Riconosce il Dna modificato negli alimenti

Macchina scova geni

di Giulia Auletta

La Coop ha deciso, già da due anni, di garantire ai consumatori che i prodotti col proprio marchio non contengono e non derivano da organismi geneticamente modificati. Per questo ha avviato un progetto che a regime controllerà 100.000 ettari di leguminose e cereali, 450.000 capi di bestiame, un milione e mezzo di quintali di frutta e verdura e milioni di confezioni di prodotti quali biscotti, gelati, merendine, olio di semi. L'investimento complessivo previsto è di oltre 20 miliardi. L'obiettivo di Coop è controllare direttamente nei propri laboratori i prodotti a marchio e a questo fine è stato acquistato uno strumento di grande precisione per quantificare la presenza di Dna geneticamente modificato negli alimenti.

"Abbiamo deciso di non affidarci più solo alle analisi dei fornitori per stabilire se un prodotto è privo di Ogm - spiega Maurizio Zucchi, direttore Qualità di Coop Italia - ma di attuare noi i controlli sui campioni". Dopo una fase in cui i controlli erano effettuati in laboratori esterni, ora c'è un settore di biologia molecolare nel laboratorio Coop Italia, dotato delle più sofisticate tecnologie presenti sul mercato, in modo da poter eseguire analisi di migliaia di campioni ogni anno. Inoltre si è deciso di controllare non solo i prodotti destinati all'alimentazione umana, ma anche i mangimi per gli animali che forniscono le carni Coop.

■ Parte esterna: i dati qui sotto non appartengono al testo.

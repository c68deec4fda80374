//! Typed ingestion of the engine's XML event stream.
//!
//! The engine emits untyped XML documents during a run (`start-suite`,
//! `start-test`, `test-case`, `test-suite`, `test-output`). They are wrapped
//! into a closed set of typed variants at this boundary so that attribute
//! names are known in exactly one place; the rest of the adapter never sees
//! a raw node.

use chasqui_core::identity::NativeTestIdentity;
use chasqui_core::outcome::{NativeOutcome, RunState};
use thiserror::Error;

/// Errors raised while reading an engine document.
#[derive(Debug, Error)]
pub enum EventParseError {
    #[error("malformed event XML: {0}")]
    Xml(#[from] roxmltree::Error),

    #[error("`{element}` event is missing attribute `{attribute}`")]
    MissingAttribute {
        element: String,
        attribute: String,
    },
}

/// One event from the engine's run stream.
#[derive(Debug, Clone)]
pub enum EngineEvent {
    SuiteStarted(SuiteStart),
    SuiteFinished(SuiteResult),
    TestStarted(TestStart),
    TestFinished(TestCaseResult),
    Output(TestOutput),
    /// An element this adapter does not model; consumed and ignored.
    Unknown { element: String },
}

/// `<start-suite>` — bookkeeping only, never forwarded to the host.
#[derive(Debug, Clone)]
pub struct SuiteStart {
    pub id: String,
    pub name: String,
    pub fullname: String,
}

/// `<start-test>` — a test is about to run.
#[derive(Debug, Clone)]
pub struct TestStart {
    pub identity: NativeTestIdentity,
    pub name: String,
}

/// `<failure>` detail on a result node.
#[derive(Debug, Clone, Default)]
pub struct FailureDetail {
    pub message: Option<String>,
    pub stack_trace: Option<String>,
}

/// `<test-case>` — a terminal result for one test.
#[derive(Debug, Clone)]
pub struct TestCaseResult {
    pub identity: NativeTestIdentity,
    pub name: String,
    pub run_state: RunState,
    pub outcome: NativeOutcome,
    /// Engine-reported wall time, in seconds.
    pub duration_secs: f64,
    pub start_time: Option<String>,
    pub end_time: Option<String>,
    pub seed: Option<String>,
    /// Where a failure was raised (`SetUp`, `TearDown`, `Parent`, …).
    pub site: Option<String>,
    pub failure: Option<FailureDetail>,
    pub reason: Option<String>,
    pub output: Vec<String>,
    pub attachments: Vec<String>,
    pub properties: Vec<(String, String)>,
}

/// `<test-suite>` — a terminal result for a suite; bookkeeping only.
#[derive(Debug, Clone)]
pub struct SuiteResult {
    pub id: String,
    pub name: String,
    pub fullname: String,
    pub outcome: NativeOutcome,
    pub site: Option<String>,
    pub failure: Option<FailureDetail>,
    pub reason: Option<String>,
}

/// `<test-output>` — console output produced during the run.
#[derive(Debug, Clone)]
pub struct TestOutput {
    pub stream: Option<String>,
    pub test_id: Option<String>,
    pub test_name: Option<String>,
    pub text: String,
}

/// A test found in a discovery document.
#[derive(Debug, Clone)]
pub struct DiscoveredTest {
    pub identity: NativeTestIdentity,
    pub name: String,
    pub run_state: RunState,
    pub properties: Vec<(String, String)>,
}

/// Parse one event document from the run stream.
pub fn parse_event(xml: &str) -> Result<EngineEvent, EventParseError> {
    let doc = roxmltree::Document::parse(xml)?;
    let root = doc.root_element();

    match root.tag_name().name() {
        "start-suite" => Ok(EngineEvent::SuiteStarted(SuiteStart {
            id: require_attr(&root, "id")?.to_string(),
            name: attr_or_empty(&root, "name"),
            fullname: attr_or_empty(&root, "fullname"),
        })),
        "start-test" => Ok(EngineEvent::TestStarted(TestStart {
            identity: identity_of(&root)?,
            name: attr_or_empty(&root, "name"),
        })),
        "test-case" => Ok(EngineEvent::TestFinished(test_case_result(&root)?)),
        "test-suite" => Ok(EngineEvent::SuiteFinished(SuiteResult {
            id: require_attr(&root, "id")?.to_string(),
            name: attr_or_empty(&root, "name"),
            fullname: attr_or_empty(&root, "fullname"),
            outcome: outcome_of(&root),
            site: root.attribute("site").map(str::to_string),
            failure: failure_of(&root),
            reason: reason_of(&root),
        })),
        "test-output" => Ok(EngineEvent::Output(TestOutput {
            stream: root.attribute("stream").map(str::to_string),
            test_id: root.attribute("testid").map(str::to_string),
            test_name: root.attribute("testname").map(str::to_string),
            text: root.text().unwrap_or_default().to_string(),
        })),
        other => Ok(EngineEvent::Unknown {
            element: other.to_string(),
        }),
    }
}

/// Parse a discovery document (`<test-suite>` tree) into its test cases.
pub fn parse_discovery(xml: &str) -> Result<Vec<DiscoveredTest>, EventParseError> {
    let doc = roxmltree::Document::parse(xml)?;
    let mut tests = Vec::new();
    for node in doc
        .descendants()
        .filter(|n| n.is_element() && n.has_tag_name("test-case"))
    {
        tests.push(DiscoveredTest {
            identity: identity_of(&node)?,
            name: attr_or_empty(&node, "name"),
            run_state: node
                .attribute("runstate")
                .map(RunState::from_attribute)
                .unwrap_or_default(),
            properties: properties_of(&node),
        });
    }
    Ok(tests)
}

// ============================================================================
// Node helpers — all attribute-name knowledge lives below this line
// ============================================================================

fn require_attr<'a>(
    node: &roxmltree::Node<'a, '_>,
    name: &str,
) -> Result<&'a str, EventParseError> {
    node.attribute(name)
        .ok_or_else(|| EventParseError::MissingAttribute {
            element: node.tag_name().name().to_string(),
            attribute: name.to_string(),
        })
}

fn attr_or_empty(node: &roxmltree::Node<'_, '_>, name: &str) -> String {
    node.attribute(name).unwrap_or_default().to_string()
}

fn identity_of(node: &roxmltree::Node<'_, '_>) -> Result<NativeTestIdentity, EventParseError> {
    let mut identity = NativeTestIdentity::new(
        require_attr(node, "id")?,
        require_attr(node, "fullname")?,
    );
    if let (Some(classname), Some(methodname)) =
        (node.attribute("classname"), node.attribute("methodname"))
    {
        identity = identity.with_method(classname, methodname);
    }
    Ok(identity)
}

fn outcome_of(node: &roxmltree::Node<'_, '_>) -> NativeOutcome {
    NativeOutcome::from_attributes(
        node.attribute("result").unwrap_or_default(),
        node.attribute("label"),
    )
}

fn child_element<'a, 'i>(
    node: &roxmltree::Node<'a, 'i>,
    tag: &str,
) -> Option<roxmltree::Node<'a, 'i>> {
    node.children()
        .find(|c| c.is_element() && c.tag_name().name() == tag)
}

fn child_text(node: &roxmltree::Node<'_, '_>, tag: &str) -> Option<String> {
    child_element(node, tag).and_then(|c| c.text().map(str::to_string))
}

fn failure_of(node: &roxmltree::Node<'_, '_>) -> Option<FailureDetail> {
    child_element(node, "failure").map(|failure| FailureDetail {
        message: child_text(&failure, "message"),
        stack_trace: child_text(&failure, "stack-trace"),
    })
}

fn reason_of(node: &roxmltree::Node<'_, '_>) -> Option<String> {
    child_element(node, "reason").and_then(|reason| child_text(&reason, "message"))
}

fn properties_of(node: &roxmltree::Node<'_, '_>) -> Vec<(String, String)> {
    let Some(properties) = child_element(node, "properties") else {
        return Vec::new();
    };
    properties
        .children()
        .filter(|c| c.is_element() && c.has_tag_name("property"))
        .filter_map(|p| {
            Some((
                p.attribute("name")?.to_string(),
                p.attribute("value").unwrap_or_default().to_string(),
            ))
        })
        .collect()
}

fn output_of(node: &roxmltree::Node<'_, '_>) -> Vec<String> {
    node.children()
        .filter(|c| c.is_element() && c.has_tag_name("output"))
        .filter_map(|c| c.text().map(str::to_string))
        .collect()
}

fn attachments_of(node: &roxmltree::Node<'_, '_>) -> Vec<String> {
    let Some(attachments) = child_element(node, "attachments") else {
        return Vec::new();
    };
    attachments
        .children()
        .filter(|c| c.is_element() && c.has_tag_name("attachment"))
        .filter_map(|a| child_text(&a, "filePath"))
        .collect()
}

fn test_case_result(node: &roxmltree::Node<'_, '_>) -> Result<TestCaseResult, EventParseError> {
    Ok(TestCaseResult {
        identity: identity_of(node)?,
        name: attr_or_empty(node, "name"),
        run_state: node
            .attribute("runstate")
            .map(RunState::from_attribute)
            .unwrap_or_default(),
        outcome: outcome_of(node),
        duration_secs: node
            .attribute("duration")
            .and_then(|d| d.parse::<f64>().ok())
            .unwrap_or(0.0),
        start_time: node.attribute("start-time").map(str::to_string),
        end_time: node.attribute("end-time").map(str::to_string),
        seed: node.attribute("seed").map(str::to_string),
        site: node.attribute("site").map(str::to_string),
        failure: failure_of(node),
        reason: reason_of(node),
        output: output_of(node),
        attachments: attachments_of(node),
        properties: properties_of(node),
    })
}

// ============================================================================
// TESTS
// ============================================================================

Il metodo analitico per il controllo degli Ogm si basa sul principio dell'amplificazione dei geni: singoli frammenti di DNA — tra i quali quelli transgenici — vengono moltiplicati fino a raggiungere un numero che ne consente la rilevazione. Lo strumento ABI PRISM 7700, acquistato all'inizio dell'anno, dopo un periodo di intensa sperimentazione funziona a pieno ritmo per analizzare materie prime, campioni di prodotti finiti, semi e mangimi utilizzati per i prodotti Coop e "Prodotti con amore" Coop. Così oggi si può passare da una dichiarazione di prodotto "non contenente Ogm" a quella di "non contenente derivanti da Ogm".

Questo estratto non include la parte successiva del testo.